Hair loss is a very common problem and at the same time it is also difficult to tackle. All those shampoos and expensive treatments don’t always come with guarantee, and even if they do, they will definitely burn a hole in your pocket. So instead of running after chemical remedies, why not try something at home, something that will not cost you anything, except maybe for a yoga mat.

Here Are The 9 Yoga Poses To Prevent Hairfall And Promote Hair Growth:

1. Front Lobe Cleansing Technique

Sit with your legs crossed and your back and neck straight. Put your hand on your knees, palm facing upwards and join your index finger and your thumb. Relax yourself before beginning. Take a deep breath in and breathe it out while contracting your abdomen muscles. Start with fifteen and double the count in the next round. Take breaths between each round.

Front Lobe Cleansing Technique

2. The Shoulder Stand Pose

Place your yoga mat flat on the floor and lie on your back. Raise your legs slowly till your feet point toward the ceiling (or the sky if you are outdoors). You should be resting on your shoulders and the back of your neck. Place your hands at the centre of your lower back to support your body. Take deep breathes throughout the process.

The Shoulder Stand Pose

3. The Standing Forward Bend Pose

This pose also helps for hair growth and for increasing blood circulation to the scalp. Stand straight with your feet together. Bend yourself, without bending your knees and hold your ankles to keep your balance and not break from your pose. Do not bend your head as it will put extra strain on your neck.

The Standing Forward Bend Pose

4. The Rabbit Pose

To do this pose you need to kneel stand on your knees. Then bend forward and try to touch your head to your knees. If you cannot touch your knees, bring your head as close as possible and rest it on the ground. Take your hands to your feet and hold the positon for twenty counts and repeat the process ten times.

The Rabbit Pose

5. The Downward Dog Facing Pose

Stand straight on one end of your yoga mat.

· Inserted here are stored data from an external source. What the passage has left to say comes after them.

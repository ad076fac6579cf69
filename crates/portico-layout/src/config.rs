//! Layout tuning constants.

use serde::{Deserialize, Serialize};

use crate::types::NodeKind;

/// Width and height halves of a node's drawn box.
#[derive(Debug, Clone, Copy, PartialEq, Serialize, Deserialize)]
pub struct HalfExtent {
    pub w: f64,
    pub h: f64,
}

/// Everything the simulation, placement and viewport math is tuned by.
///
/// Forces only need the right relative magnitudes; the defaults reproduce
/// the reference look.
#[derive(Debug, Clone, PartialEq, Serialize, Deserialize)]
pub struct LayoutConfig {
    pub link_distance: f64,
    pub charge_hub: f64,
    pub charge_cluster: f64,
    pub charge_contact: f64,
    pub center_strength: f64,
    pub collide_hub: f64,
    pub collide_cluster: f64,
    pub collide_contact: f64,
    pub extent_hub: HalfExtent,
    pub extent_cluster: HalfExtent,
    pub extent_contact: HalfExtent,
    pub cluster_ring_radius: f64,
    pub contact_ring_radius: f64,
    pub pin_clusters: bool,

    pub alpha_min: f64,
    pub alpha_decay: f64,
    pub velocity_decay: f64,
    /// Alpha target while a node is being dragged.
    pub drag_alpha_target: f64,

    pub min_zoom: f64,
    pub max_zoom: f64,
    pub zoom_in_factor: f64,
    pub zoom_out_factor: f64,
    /// Scale change per wheel notch, applied as `factor` or `1/factor`.
    pub wheel_factor: f64,
    pub fit_padding: f64,
    pub fit_max_fraction: f64,
    /// Pointer travel (screen px) beyond which a press becomes a drag.
    pub click_distance: f64,
}

impl Default for LayoutConfig {
    fn default() -> Self {
        Self {
            link_distance: 150.0,
            charge_hub: -100.0,
            charge_cluster: -100.0,
            charge_contact: -400.0,
            center_strength: 0.1,
            collide_hub: 120.0,
            collide_cluster: 90.0,
            collide_contact: 85.0,
            extent_hub: HalfExtent { w: 100.0, h: 70.0 },
            extent_cluster: HalfExtent { w: 90.0, h: 60.0 },
            extent_contact: HalfExtent { w: 85.0, h: 55.0 },
            cluster_ring_radius: 250.0,
            contact_ring_radius: 450.0,
            pin_clusters: true,

            alpha_min: 0.001,
            alpha_decay: 1.0 - 0.001f64.powf(1.0 / 300.0),
            velocity_decay: 0.4,
            drag_alpha_target: 0.3,

            min_zoom: 0.3,
            max_zoom: 3.0,
            zoom_in_factor: 1.3,
            zoom_out_factor: 0.7,
            wheel_factor: 1.1,
            fit_padding: 50.0,
            fit_max_fraction: 0.9,
            click_distance: 0.0,
        }
    }
}

impl LayoutConfig {
    pub fn charge(&self, kind: NodeKind) -> f64 {
        match kind {
            NodeKind::Hub => self.charge_hub,
            NodeKind::Cluster => self.charge_cluster,
            NodeKind::Contact => self.charge_contact,
        }
    }

    pub fn collision_radius(&self, kind: NodeKind) -> f64 {
        match kind {
            NodeKind::Hub => self.collide_hub,
            NodeKind::Cluster => self.collide_cluster,
            NodeKind::Contact => self.collide_contact,
        }
    }

    pub fn half_extent(&self, kind: NodeKind) -> HalfExtent {
        match kind {
            NodeKind::Hub => self.extent_hub,
            NodeKind::Cluster => self.extent_cluster,
            NodeKind::Contact => self.extent_contact,
        }
    }

    pub fn clamp_zoom(&self, k: f64) -> f64 {
        k.clamp(self.min_zoom, self.max_zoom)
    }
}

#[cfg(test)]
mod tests {
    use super::*;

    #[test]
    fn test_relative_magnitudes() {
        let c = LayoutConfig::default();
        assert!(c.charge(NodeKind::Contact) < c.charge(NodeKind::Cluster));
        assert!(c.collision_radius(NodeKind::Hub) > c.collision_radius(NodeKind::Cluster));
        assert!(c.collision_radius(NodeKind::Cluster) > c.collision_radius(NodeKind::Contact));
        assert!(c.contact_ring_radius > c.cluster_ring_radius);
        // 300 ticks from alpha 1 down to alpha_min.
        let alpha = (1.0 - c.alpha_decay).powi(300);
        assert!((alpha - c.alpha_min).abs() < 1e-9);
    }

    #[test]
    fn test_clamp_zoom() {
        let c = LayoutConfig::default();
        assert_eq!(c.clamp_zoom(10.0), 3.0);
        assert_eq!(c.clamp_zoom(0.01), 0.3);
        assert_eq!(c.clamp_zoom(1.2), 1.2);
    }
}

Bend forward and place your hands on the ground, palm down. Put your head in between your hands and bend your body toward your legs as much as possible. The main purpose is to keep your head down to increase blood circulation to your head.

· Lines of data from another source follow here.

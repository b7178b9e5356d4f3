use serde::{Deserialize, Serialize};
use std::fmt;

/// Stable node identifier. Assigned once, never reused.
#[derive(Debug, Clone, Copy, PartialEq, Eq, Hash, PartialOrd, Ord, Serialize, Deserialize)]
#[serde(transparent)]
pub struct NodeId(pub i64);

impl fmt::Display for NodeId {
    fn fmt(&self, f: &mut fmt::Formatter<'_>) -> fmt::Result {
        write!(f, "{}", self.0)
    }
}

/// Departments hold other elements; positions never do.
#[derive(Debug, Clone, Copy, PartialEq, Eq, Serialize, Deserialize)]
pub enum NodeKind {
    Container,
    Leaf,
}

impl NodeKind {
    /// Wire code: 1 = department, 2 = position
    pub fn code(self) -> i64 {
        match self {
            NodeKind::Container => 1,
            NodeKind::Leaf => 2,
        }
    }

    pub fn from_code(code: i64) -> Option<Self> {
        match code {
            1 => Some(NodeKind::Container),
            2 => Some(NodeKind::Leaf),
            _ => None,
        }
    }

    pub fn label(self) -> &'static str {
        match self {
            NodeKind::Container => "department",
            NodeKind::Leaf => "position",
        }
    }
}

#[derive(Debug, Clone, Copy, PartialEq, Eq, Serialize, Deserialize)]
pub struct PolicyFlags {
    pub insertable: bool,
    pub movable: bool,
    pub updatable: bool,
    pub deletable: bool,
}

impl Default for PolicyFlags {
    fn default() -> Self {
        Self {
            insertable: true,
            movable: true,
            updatable: true,
            deletable: true,
        }
    }
}

/// One row of the organizational structure
#[derive(Debug, Clone, PartialEq, Eq, Serialize, Deserialize)]
pub struct StructureNode {
    pub id: NodeId,
    pub name: String,
    pub kind: NodeKind,
    pub parent_id: Option<NodeId>,
    pub tree_id: i64,
    pub left: i64,
    pub right: i64,
    pub level: i64,
    pub flags: PolicyFlags,
}

impl StructureNode {
    pub fn is_root(&self) -> bool {
        self.parent_id.is_none()
    }

    pub fn is_leaf(&self) -> bool {
        self.kind == NodeKind::Leaf
    }

    /// Interval width, always even: `2 * descendants + 2`
    pub fn width(&self) -> i64 {
        self.right - self.left + 1
    }

    pub fn descendant_count(&self) -> i64 {
        (self.right - self.left - 1) / 2
    }

    pub fn has_children(&self) -> bool {
        self.right - self.left > 1
    }

    /// Strictly inside this node's interval
    pub fn contains(&self, other: &StructureNode) -> bool {
        self.left < other.left && other.right < self.right
    }
}

/// Input for a new node. The store decides the interval.
#[derive(Debug, Clone)]
pub struct NewNode {
    pub parent_id: Option<NodeId>,
    pub kind: NodeKind,
    pub name: Option<String>,
    pub flags: PolicyFlags,
}

/// Where a node should go
#[derive(Debug, Clone, Copy, PartialEq, Eq)]
pub enum Relocation {
    Inside(NodeId),
    Before(NodeId),
    After(NodeId),
}

impl Relocation {
    pub fn target(self) -> NodeId {
        match self {
            Relocation::Inside(id) | Relocation::Before(id) | Relocation::After(id) => id,
        }
    }
}

/// In-place changes applied in a single unit of work
#[derive(Debug, Clone, Default)]
pub struct NodeUpdate {
    pub name: Option<String>,
    pub kind: Option<NodeKind>,
    pub relocation: Option<Relocation>,
}

impl NodeUpdate {
    pub fn is_empty(&self) -> bool {
        self.name.is_none() && self.kind.is_none() && self.relocation.is_none()
    }
}

#[derive(Debug, Clone)]
pub struct UpdateOutcome {
    pub node: StructureNode,
    /// Name as it was before the update
    pub previous_name: String,
    pub changed: bool,
}

#[derive(Debug, Clone)]
pub struct DeleteOutcome {
    pub removed: Vec<NodeId>,
    /// Nodes that survived by moving up to the deleted node's parent
    pub reparented: Vec<NodeId>,
    pub name: String,
}

/// A node with its descendants nested in document order
#[derive(Debug, Clone, PartialEq, Eq)]
pub struct TreeNode {
    pub node: StructureNode,
    pub children: Vec<TreeNode>,
}

impl TreeNode {
    /// Node count including this one
    pub fn size(&self) -> usize {
        1 + self.children.iter().map(TreeNode::size).sum::<usize>()
    }

    pub fn child_ids(&self) -> Vec<NodeId> {
        self.children.iter().map(|c| c.node.id).collect()
    }
}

The Downward Dog Facing Pose

6. The Camel Pose

Kneel stand on your knees at the centre of your yoga mat. Relax yourself. Bend backwards and hold your ankles. Hold the pose for twenty counts and repeat the whole process ten times.

The Camel Pose

7. The Wind Relieving Pose

Lia down straight on your back on a yoga mat. Fold one leg and hold it close to your chest with both hands. Inhale deeply while folding your leg. Hold the position for five counts and also hold your breath during these five counts. Exhale when you release the leg and put it back into position. Take the other leg and repeat the process. Do the same thing, while alternating your legs for twenty times on the first day. Increase by ten counts with every day.

The Wind Relieving Pose

8. The Fish Pose

This pose is recommended by many hair specialists who deal with natural techniques or preventing hair fall. To do the pose, like down straight on your back on your yoga mat. Make a diamond with your index fingers and your thumbs and put your hand at the centre of our lower back, close to your butt. To do the pose, but pressure on your elbows and push yourself by pushing your stomach upwards, as much as possible. Bend your head back ward to increase blood flow to hour scalp. Hold the position for a minimum of forty seconds. Repeat the process ten times.

The Fish Pose

9. The Squat And Rise Yoga Pose

This is one of the best techniques to prevent hair loss and increase hair growth. To do this yoga pose, take a squat position. Spread your legs with your feet facing outwards. Interlock your fingers and keep your arms straight so that your palms are just below your lower stomach. Bend your knees slightly to get into your starting position. Slowly come down by bending your knees further and push them back up, but do not straighten your legs in the middle of the exercise. Repeat the process thirty times on the first day and increase slowly, maybe by five counts daily till you reach a hundred counts. If doing too many hurts, then stay on one count for three to four days before increasing the count.